The trial of Adolf Eichmann, as presented in Hannah Arendt's Eichmann in Jerusalem, is the topic of discussion. Professor Shapiro asks students what made them uncomfortable, not only about Eichmann's actions as a Nazi officer, but also the actions of Israel in capturing, extraditing, trying, and executing him. This begs the questions, what makes a government legitimate? And more specifically, was the Third Reich illegitimate and was Eichmann breaking some kind of higher law? After class discussion, Professor Shapiro frames the five traditions that were introduced in the previous class as ways to answer this question of governmental legitimacy, and introduces John Locke, the topic of the next lecture, as a backdrop for these traditions.
Arendt, Eichmann in Jerusalem, chapters 1-8 and 13-15
Arendt, Eichmann in Jerusalem, rest of the book [optional]

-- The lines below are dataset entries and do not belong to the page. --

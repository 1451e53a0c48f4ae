use crate::addr;
use crate::config::Config;
use crate::registry::{Node, Registry, Result, Service};
use std::sync::Arc;
use tokio::sync::{mpsc, Mutex};
use tokio::task::JoinHandle;
use tokio::time::{interval_at, Instant};
use tracing::{error, info};

/// Keeps one service instance present in the registry.
///
/// Owns the registration lifecycle: an explicit `register`/`deregister` pair,
/// plus a background renewal loop that re-registers on a fixed cadence so the
/// TTL never lapses while the instance is alive. Clones share state, which is
/// how the renewal task sees the same `registered` flag as the caller.
#[derive(Clone)]
pub struct Registrar {
    config: Arc<Config>,
    registry: Arc<dyn Registry>,
    registered: Arc<Mutex<bool>>,
    renewal: Arc<Mutex<Option<RenewalTask>>>,
}

struct RenewalTask {
    exit: mpsc::Sender<()>,
    handle: JoinHandle<()>,
}

impl Registrar {
    pub fn new(registry: Arc<dyn Registry>, config: Config) -> Self {
        Self {
            config: Arc::new(config),
            registry,
            registered: Arc::new(Mutex::new(false)),
            renewal: Arc::new(Mutex::new(None)),
        }
    }

    /// The registration parameters this instance runs with.
    pub fn config(&self) -> &Config {
        &self.config
    }

    /// Whether the instance currently considers itself registered. Never
    /// blocks on the backend, only on the flag's own lock.
    pub async fn registered(&self) -> bool {
        *self.registered.lock().await
    }

    fn node(&self) -> Result<Node> {
        let (host, port) = addr::host_port(self.config.advertised());
        let address = addr::extract(host)?;
        Ok(Node {
            id: self.config.node_id(),
            address,
            port,
            metadata: self.config.metadata.clone(),
        })
    }

    fn service_with(&self, node: Node) -> Service {
        Service {
            name: self.config.name.clone(),
            version: self.config.version.clone(),
            endpoints: Vec::new(),
            nodes: vec![node],
        }
    }

    /// Register this instance, or renew its TTL when already registered.
    ///
    /// The backend error is returned unchanged on failure and the registered
    /// state is left as it was.
    pub async fn register(&self) -> Result<()> {
        let node = self.node()?;
        let service = self.service_with(node);

        let was_registered = { *self.registered.lock().await };

        // the backend call stays outside the lock so status readers never
        // wait on network latency
        self.registry
            .register(&service, self.config.register_ttl)
            .await?;

        if was_registered {
            return Ok(());
        }

        info!("Registered node: {}", service.nodes[0].id);
        *self.registered.lock().await = true;
        Ok(())
    }

    /// Remove this instance from the registry. A no-op when not registered.
    ///
    /// The registered flag is cleared before anything can fail so shutdown
    /// never wedges on a half-dead backend; the error still reaches the
    /// caller.
    pub async fn deregister(&self) -> Result<()> {
        {
            let mut registered = self.registered.lock().await;
            if !*registered {
                return Ok(());
            }
            *registered = false;
        }

        let node = self.node()?;
        let service = self.service_with(node);

        info!("Deregistering node: {}", service.nodes[0].id);
        self.registry.deregister(&service).await
    }

    /// Spawn the background renewal loop. A zero interval leaves registration
    /// entirely to the caller.
    pub async fn start(&self) {
        if self.config.register_interval.is_zero() {
            return;
        }

        let (exit, rx) = mpsc::channel(1);
        let handle = tokio::spawn(self.clone().run(rx));
        *self.renewal.lock().await = Some(RenewalTask { exit, handle });
    }

    async fn run(self, mut exit: mpsc::Receiver<()>) {
        let period = self.config.register_interval;
        let mut ticker = interval_at(Instant::now() + period, period);

        loop {
            tokio::select! {
                _ = ticker.tick() => {
                    // best effort: a failed tick is retried on the next one
                    if let Err(e) = self.register().await {
                        error!("Failed to renew registration: {}", e);
                    }
                }
                _ = exit.recv() => {
                    info!("Stopping renewal loop");
                    break;
                }
            }
        }
    }

    /// Stop renewal, wait for the loop to exit, then deregister. Safe to call
    /// more than once; later calls find nothing left to stop.
    pub async fn stop(&self) -> Result<()> {
        let task = { self.renewal.lock().await.take() };
        if let Some(task) = task {
            let _ = task.exit.send(()).await;
            let _ = task.handle.await;
        }
        self.deregister().await
    }
}

#[cfg(test)]
mod tests {
    use super::*;
    use crate::registry::{RegistryError, WatchHandle, Watcher};
    use async_trait::async_trait;
    use std::sync::atomic::{AtomicBool, AtomicUsize, Ordering};
    use std::time::Duration;
    use tokio::time::sleep;

    #[derive(Default)]
    struct MockRegistry {
        registers: AtomicUsize,
        deregisters: AtomicUsize,
        fail: AtomicBool,
        last_service: Mutex<Option<Service>>,
    }

    impl MockRegistry {
        fn fail(&self, fail: bool) {
            self.fail.store(fail, Ordering::SeqCst);
        }

        fn offline() -> RegistryError {
            RegistryError::transport(std::io::Error::other("registry offline"))
        }
    }

    #[async_trait]
    impl Registry for MockRegistry {
        async fn register(&self, service: &Service, _ttl: Duration) -> Result<()> {
            self.registers.fetch_add(1, Ordering::SeqCst);
            *self.last_service.lock().await = Some(service.clone());
            if self.fail.load(Ordering::SeqCst) {
                return Err(Self::offline());
            }
            Ok(())
        }

        async fn deregister(&self, _service: &Service) -> Result<()> {
            self.deregisters.fetch_add(1, Ordering::SeqCst);
            if self.fail.load(Ordering::SeqCst) {
                return Err(Self::offline());
            }
            Ok(())
        }

        async fn watch(&self) -> Result<(WatchHandle, Box<dyn Watcher>)> {
            unimplemented!("not used by registrar tests")
        }
    }

    /// Collects formatted log output so tests can count emissions.
    #[derive(Clone, Default)]
    struct LogSink(Arc<std::sync::Mutex<Vec<u8>>>);

    impl LogSink {
        fn contents(&self) -> String {
            String::from_utf8_lossy(&self.0.lock().unwrap()).into_owned()
        }
    }

    impl std::io::Write for LogSink {
        fn write(&mut self, buf: &[u8]) -> std::io::Result<usize> {
            self.0.lock().unwrap().extend_from_slice(buf);
            Ok(buf.len())
        }

        fn flush(&mut self) -> std::io::Result<()> {
            Ok(())
        }
    }

    impl<'a> tracing_subscriber::fmt::MakeWriter<'a> for LogSink {
        type Writer = LogSink;

        fn make_writer(&'a self) -> Self::Writer {
            self.clone()
        }
    }

    fn test_config(interval: Duration) -> Config {
        Config::builder()
            .name("auth")
            .id("abc")
            .advertise("10.0.0.5:9090")
            .register_interval(interval)
            .build()
    }

    #[tokio::test]
    async fn register_builds_the_expected_node() {
        let mock = Arc::new(MockRegistry::default());
        let registrar = Registrar::new(mock.clone(), test_config(Duration::ZERO));

        registrar.register().await.unwrap();

        let service = mock.last_service.lock().await.clone().unwrap();
        assert_eq!(service.name, "auth");
        assert_eq!(service.version, "1.0.0");
        assert!(service.endpoints.is_empty());
        assert_eq!(service.nodes.len(), 1);
        assert_eq!(service.nodes[0].id, "auth-abc");
        assert_eq!(service.nodes[0].address, "10.0.0.5");
        assert_eq!(service.nodes[0].port, 9090);
    }

    #[tokio::test]
    async fn repeated_register_renews_without_new_transition() {
        let mock = Arc::new(MockRegistry::default());
        let registrar = Registrar::new(mock.clone(), test_config(Duration::ZERO));

        registrar.register().await.unwrap();
        assert!(registrar.registered().await);

        registrar.register().await.unwrap();
        assert!(registrar.registered().await);
        assert_eq!(mock.registers.load(Ordering::SeqCst), 2);
    }

    #[tokio::test]
    async fn repeated_register_logs_the_transition_once() {
        let sink = LogSink::default();
        let subscriber = tracing_subscriber::fmt()
            .with_writer(sink.clone())
            .with_ansi(false)
            .finish();
        let _guard = tracing::subscriber::set_default(subscriber);

        let mock = Arc::new(MockRegistry::default());
        let registrar = Registrar::new(mock.clone(), test_config(Duration::ZERO));

        registrar.register().await.unwrap();
        registrar.register().await.unwrap();

        // two backend calls, but only the first transition is announced
        assert_eq!(mock.registers.load(Ordering::SeqCst), 2);
        let logged = sink.contents();
        assert_eq!(
            logged.matches("Registered node: auth-abc").count(),
            1,
            "log output was:\n{}",
            logged
        );
    }

    #[tokio::test]
    async fn register_failure_leaves_state_untouched() {
        let mock = Arc::new(MockRegistry::default());
        let registrar = Registrar::new(mock.clone(), test_config(Duration::ZERO));

        mock.fail(true);
        assert!(registrar.register().await.is_err());
        assert!(!registrar.registered().await);

        mock.fail(false);
        registrar.register().await.unwrap();
        assert!(registrar.registered().await);
    }

    #[tokio::test]
    async fn deregister_without_registration_is_a_no_op() {
        let mock = Arc::new(MockRegistry::default());
        let registrar = Registrar::new(mock.clone(), test_config(Duration::ZERO));

        registrar.deregister().await.unwrap();
        assert_eq!(mock.deregisters.load(Ordering::SeqCst), 0);
    }

    #[tokio::test]
    async fn deregister_clears_state_even_when_the_backend_fails() {
        let mock = Arc::new(MockRegistry::default());
        let registrar = Registrar::new(mock.clone(), test_config(Duration::ZERO));

        registrar.register().await.unwrap();
        mock.fail(true);

        assert!(registrar.deregister().await.is_err());
        assert!(!registrar.registered().await);
        assert_eq!(mock.deregisters.load(Ordering::SeqCst), 1);

        // already unregistered: no further backend call, no error
        registrar.deregister().await.unwrap();
        assert_eq!(mock.deregisters.load(Ordering::SeqCst), 1);
    }

    #[tokio::test(start_paused = true)]
    async fn renewal_loop_ticks_and_stop_deregisters_once() {
        let mock = Arc::new(MockRegistry::default());
        let registrar = Registrar::new(mock.clone(), test_config(Duration::from_millis(50)));

        registrar.start().await;
        sleep(Duration::from_millis(220)).await;
        registrar.stop().await.unwrap();

        // ~4 intervals elapsed; allow one tick of jitter either way
        let registers = mock.registers.load(Ordering::SeqCst);
        assert!((3..=5).contains(&registers), "got {} renewals", registers);
        assert_eq!(mock.deregisters.load(Ordering::SeqCst), 1);

        // second stop: nothing left to signal, nothing re-deregistered
        registrar.stop().await.unwrap();
        assert_eq!(mock.deregisters.load(Ordering::SeqCst), 1);
    }

    #[tokio::test(start_paused = true)]
    async fn renewal_loop_survives_backend_outages() {
        let mock = Arc::new(MockRegistry::default());
        let registrar = Registrar::new(mock.clone(), test_config(Duration::from_millis(50)));

        mock.fail(true);
        registrar.start().await;
        sleep(Duration::from_millis(120)).await;
        assert!(!registrar.registered().await);

        mock.fail(false);
        sleep(Duration::from_millis(120)).await;
        assert!(registrar.registered().await);

        registrar.stop().await.unwrap();
    }

    #[tokio::test(start_paused = true)]
    async fn zero_interval_disables_renewal() {
        let mock = Arc::new(MockRegistry::default());
        let registrar = Registrar::new(mock.clone(), test_config(Duration::ZERO));

        registrar.start().await;
        sleep(Duration::from_millis(200)).await;
        assert_eq!(mock.registers.load(Ordering::SeqCst), 0);

        // never registered, so stopping performs no deregistration either
        registrar.stop().await.unwrap();
        assert_eq!(mock.deregisters.load(Ordering::SeqCst), 0);
    }
}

This course explores main answers to the question, "When do governments deserve our allegiance?" It starts with a survey of major political theories of the Enlightenment—Utilitarianism, Marxism, and the social contract tradition—through classical formulations, historical context, and contemporary debates relating to politics today. It then turns to the rejection of Enlightenment political thinking. Lastly, it deals with the nature of, and justifications for, democratic politics, and their relations to Enlightenment and Anti-Enlightenment political thinking. Practical implications of these arguments are covered through discussion of a variety of concrete problems.
This Yale College course, taught on campus twice per week for 50 minutes, was recorded for Open Yale Courses in Spring 2010.